I don´t really know what to say about this scripture apart from that I really like it.

This marks one more day in my life. July 11, 2011


Prayer is a rather interesting concept.  I have found that my spiritual well-being is directly connected to the state of my prayers.  When I do my prays with nothing but a list of thinks to give thanks for a ¨shopping list¨of things and favors that I need from God.  We can never forget that it is the literally communication of the Creator of the Universe with His children.  The bible dictionary says that...
¨Many of the so-called difficulties about prayer arise from forgetting this relationship.¨

When I remember my relationship with God, it draws me to prayer.  It´s an opportunity to share my deepest feelings with the Person that really listens and understands.  To ask forgiveness and help to overcome my weaknesses and gives me a chance to reach to the heavens and call for a divine assistance.  

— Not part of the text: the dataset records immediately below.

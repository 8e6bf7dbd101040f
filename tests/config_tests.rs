mod support;

use rust_decimal_macros::dec;

use tradeloom::config::{Config, LoadOptions, CROSS_EXCHANGE_STRATEGIES, EXCHANGE_STRATEGIES};
use tradeloom::error::{ConfigError, Error};
use tradeloom::strategy::Registries;

use support::config::write_temp_config;
use support::strategies::{registries, single_only, Grid};

const FULL_CONFIG: &str = r#"
# bot configuration
imports:
- github.com/example/strategies/grid

notifications:
  slack:
    defaultChannel: dev-bot
    errorChannel: bot-error
  symbolChannels:
    "^BTC": btc
  sessionChannels:
    max: bot-max
  routing:
    trade: $symbol
    order: $session
    pnL: bot-pnl

sessions:
  max:
    exchange: max
    envVarPrefix: MAX
  binance:
    exchange: binance
    envVarPrefix: BINANCE

riskControls:
  sessionBased:
    max:
      orderExecutor:
        bySymbol:
          BTCUSDT:
            maxOrderAmount: 100

backtest:
  startTime: "2022-01-01"
  endTime: "2022-03-31"
  symbols:
  - BTCUSDT
  account:
    makerCommission: 15
    takerCommission: 15
    balances:
      BTC: 0.5
      USDT: 10000

reportPnL:
- averageCostBySymbols:
  - BTCUSDT
  of: binance
  when:
  - "@daily"

exchangeStrategies:
- on: max
  grid:
    symbol: BTCUSDT
    gridNumber: 50
    upperPrice: 45000
    lowerPrice: 30000.5
- on: [binance, max]
  grid:
    symbol: ETHUSDT
    gridNumber: 20
    upperPrice: 4000
    lowerPrice: 2500
    long: true

crossExchangeStrategies:
- xmaker:
    symbol: BTCUSDT
    sourceExchange: binance
    makerExchange: max
    margin: 0.003
"#;

#[test]
fn config_loads_full_document() {
    let file = write_temp_config(FULL_CONFIG);
    let config = Config::load(file.path(), &registries()).unwrap();

    assert_eq!(config.imports, vec!["github.com/example/strategies/grid"]);
    assert_eq!(config.sessions.len(), 2);
    assert_eq!(config.session("binance").unwrap().env_var_prefix, "BINANCE");

    let backtest = config.backtest.as_ref().unwrap();
    assert_eq!(backtest.start_date().unwrap().to_string(), "2022-01-01");
    assert_eq!(backtest.account.balance_map()["BTC"].available, dec!(0.5));

    let routing = config
        .notifications
        .as_ref()
        .and_then(|n| n.routing.as_ref())
        .unwrap();
    assert_eq!(routing.pnl.as_deref(), Some("bot-pnl"));

    assert_eq!(config.pnl_reporters[0].when.as_slice(), ["@daily"]);
    assert!(config
        .risk_controls
        .as_ref()
        .unwrap()
        .get("sessionBased")
        .is_some());

    assert_eq!(config.exchange_strategies.len(), 2);
    let first = config.exchange_strategies[0].downcast_ref::<Grid>().unwrap();
    assert_eq!(first.symbol, "BTCUSDT");
    assert_eq!(first.lower_price, dec!(30000.5));
    assert_eq!(config.exchange_strategies[1].mounts, vec!["binance", "max"]);

    assert_eq!(config.strategies_on("max").count(), 2);
    assert_eq!(config.strategies_on("binance").count(), 1);

    assert_eq!(config.cross_exchange_strategies.len(), 1);
    assert_eq!(config.cross_exchange_strategies[0].id(), "xmaker");
}

#[test]
fn config_without_strategy_sections_needs_no_registrations() {
    let file = write_temp_config(
        r#"
sessions:
  max:
    exchange: max
"#,
    );

    let config = Config::load(file.path(), &Registries::new()).unwrap();

    assert_eq!(config.sessions.len(), 1);
    assert!(config.exchange_strategies.is_empty());
    assert!(config.cross_exchange_strategies.is_empty());
}

#[test]
fn config_reports_missing_file() {
    let result = Config::load("/nonexistent/tradeloom.yaml", &registries());

    assert!(
        matches!(result, Err(Error::Config(ConfigError::ReadFile(_)))),
        "Expected missing file to be reported"
    );
}

#[test]
fn config_rejects_malformed_yaml() {
    let file = write_temp_config("sessions:\n  max: [exchange: max\n");
    let result = Config::load(file.path(), &registries());

    assert!(
        matches!(result, Err(Error::Config(ConfigError::MalformedDocument(_)))),
        "Expected malformed document error"
    );
}

#[test]
fn config_rejects_session_without_exchange() {
    let file = write_temp_config(
        r#"
sessions:
  binance:
    envVarPrefix: BINANCE
"#,
    );

    match Config::load(file.path(), &registries()) {
        Err(Error::Config(ConfigError::SchemaDecode { path, .. })) => {
            assert_eq!(path, "sessions.binance");
        }
        Err(err) => panic!("Expected schema decode error, got {err}"),
        Ok(_) => panic!("Expected session without exchange to be rejected"),
    }
}

#[test]
fn partial_backtest_block_loads() {
    let file = write_temp_config(
        r#"
backtest:
  startTime: "01/02/2022"
  symbols: [BTCUSDT]
"#,
    );

    let config = Config::load(file.path(), &registries()).unwrap();
    let backtest = config.backtest.unwrap();

    match backtest.start_date() {
        Err(ConfigError::InvalidValue { field, .. }) => {
            assert_eq!(field, "backtest.startTime");
        }
        other => panic!("Expected invalid date error, got {other:?}"),
    }
    assert!(matches!(
        backtest.end_date(),
        Err(ConfigError::MissingField {
            field: "backtest.endTime"
        })
    ));
}

#[test]
fn blank_session_exchange_is_kept() {
    let file = write_temp_config(
        r#"
sessions:
  max:
    exchange: ""
"#,
    );

    let config = Config::load(file.path(), &registries()).unwrap();

    assert_eq!(config.session("max").unwrap().exchange, "");
}

#[test]
fn schema_error_names_nested_field() {
    let file = write_temp_config(
        r#"
backtest:
  startTime: "2022-01-01"
  endTime: "2022-03-31"
  account:
    makerCommission: lots
"#,
    );

    match Config::load(file.path(), &registries()) {
        Err(Error::Config(ConfigError::SchemaDecode { path, source })) => {
            assert_eq!(path, "backtest.account.makerCommission");
            assert!(source.to_string().contains("lots"));
        }
        Err(err) => panic!("Expected schema decode error, got {err}"),
        Ok(_) => panic!("Expected bad commission to be rejected"),
    }
}

#[test]
fn schema_error_names_list_index() {
    let file = write_temp_config(
        r#"
reportPnL:
- of: binance
- when:
    a: 1
"#,
    );

    match Config::load(file.path(), &registries()) {
        Err(Error::Config(ConfigError::SchemaDecode { path, source })) => {
            assert_eq!(path, "reportPnL[1].when");
            assert!(source
                .to_string()
                .contains("expected a string or a list of strings"));
        }
        Err(err) => panic!("Expected schema decode error, got {err}"),
        Ok(_) => panic!("Expected bad report schedule to be rejected"),
    }
}

#[test]
fn strategy_section_must_be_a_list() {
    let file = write_temp_config(
        r#"
exchangeStrategies:
  grid:
    symbol: BTCUSDT
"#,
    );

    match Config::load(file.path(), &registries()) {
        Err(Error::Config(ConfigError::MalformedSection { section, found })) => {
            assert_eq!(section, EXCHANGE_STRATEGIES);
            assert_eq!(found, "mapping");
        }
        Err(err) => panic!("Expected malformed section error, got {err}"),
        Ok(_) => panic!("Expected non-list section to be rejected"),
    }
}

#[test]
fn strategy_entry_must_be_a_mapping() {
    let file = write_temp_config(
        r#"
exchangeStrategies:
- grid
"#,
    );

    match Config::load(file.path(), &registries()) {
        Err(Error::Config(ConfigError::MalformedEntry {
            section,
            index,
            found,
        })) => {
            assert_eq!(section, EXCHANGE_STRATEGIES);
            assert_eq!(index, 0);
            assert_eq!(found, "string");
        }
        Err(err) => panic!("Expected malformed entry error, got {err}"),
        Ok(_) => panic!("Expected non-mapping entry to be rejected"),
    }
}

#[test]
fn cross_exchange_section_without_registrations_fails() {
    let file = write_temp_config(
        r#"
crossExchangeStrategies:
- xmaker:
    symbol: BTCUSDT
"#,
    );

    assert!(matches!(
        Config::load(file.path(), &single_only()),
        Err(Error::Config(ConfigError::NoExtensionsRegistered {
            section: CROSS_EXCHANGE_STRATEGIES
        }))
    ));
}

#[test]
fn preload_skips_strategy_sections() {
    let file = write_temp_config(FULL_CONFIG);

    let config = Config::preload(file.path()).unwrap();

    assert_eq!(config.sessions.len(), 2);
    assert_eq!(config.imports.len(), 1);
    assert!(config.exchange_strategies.is_empty());
    assert!(config.cross_exchange_strategies.is_empty());
}

#[test]
fn strict_load_rejects_misspelled_strategy() {
    let file = write_temp_config(
        r#"
exchangeStrategies:
- on: max
  gird:
    symbol: BTCUSDT
"#,
    );

    let lenient = Config::load(file.path(), &registries()).unwrap();
    assert!(lenient.exchange_strategies.is_empty());

    match Config::load_with(file.path(), &registries(), LoadOptions::strict()) {
        Err(Error::Config(ConfigError::UnknownStrategy { id, index, .. })) => {
            assert_eq!(id, "gird");
            assert_eq!(index, 0);
        }
        Err(err) => panic!("Expected unknown strategy error, got {err}"),
        Ok(_) => panic!("Expected misspelled strategy to be rejected"),
    }
}

#[test]
fn loading_twice_yields_identical_results() {
    let file = write_temp_config(FULL_CONFIG);
    let registries = registries();

    let first = Config::load(file.path(), &registries).unwrap();
    let second = Config::load(file.path(), &registries).unwrap();

    let grids = |config: &Config| -> Vec<Grid> {
        config
            .exchange_strategies
            .iter()
            .filter_map(|mount| mount.downcast_ref::<Grid>().cloned())
            .collect()
    };
    assert_eq!(grids(&first), grids(&second));
    assert_eq!(first.sessions, second.sessions);
}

When I pray with faith, it gives a chance to my Father in Heaven to change the elements of my life into miracles and not just happenings.  I begin to grow in my trust in my Father and take more steps in the dark but toward discipleship.  

In a way I think that (part of ) the answer to the question that I made last week is the quality of our prayers.  In Preach My Gospel it says that ¨effective prayer requires great effort.¨  Like it can never be a check list of things to do so that we can sleep soundly or to show a good example for somebody.  It´s a time to be alone with our Creator.  It should always be done with the intent to better our relationship Him.  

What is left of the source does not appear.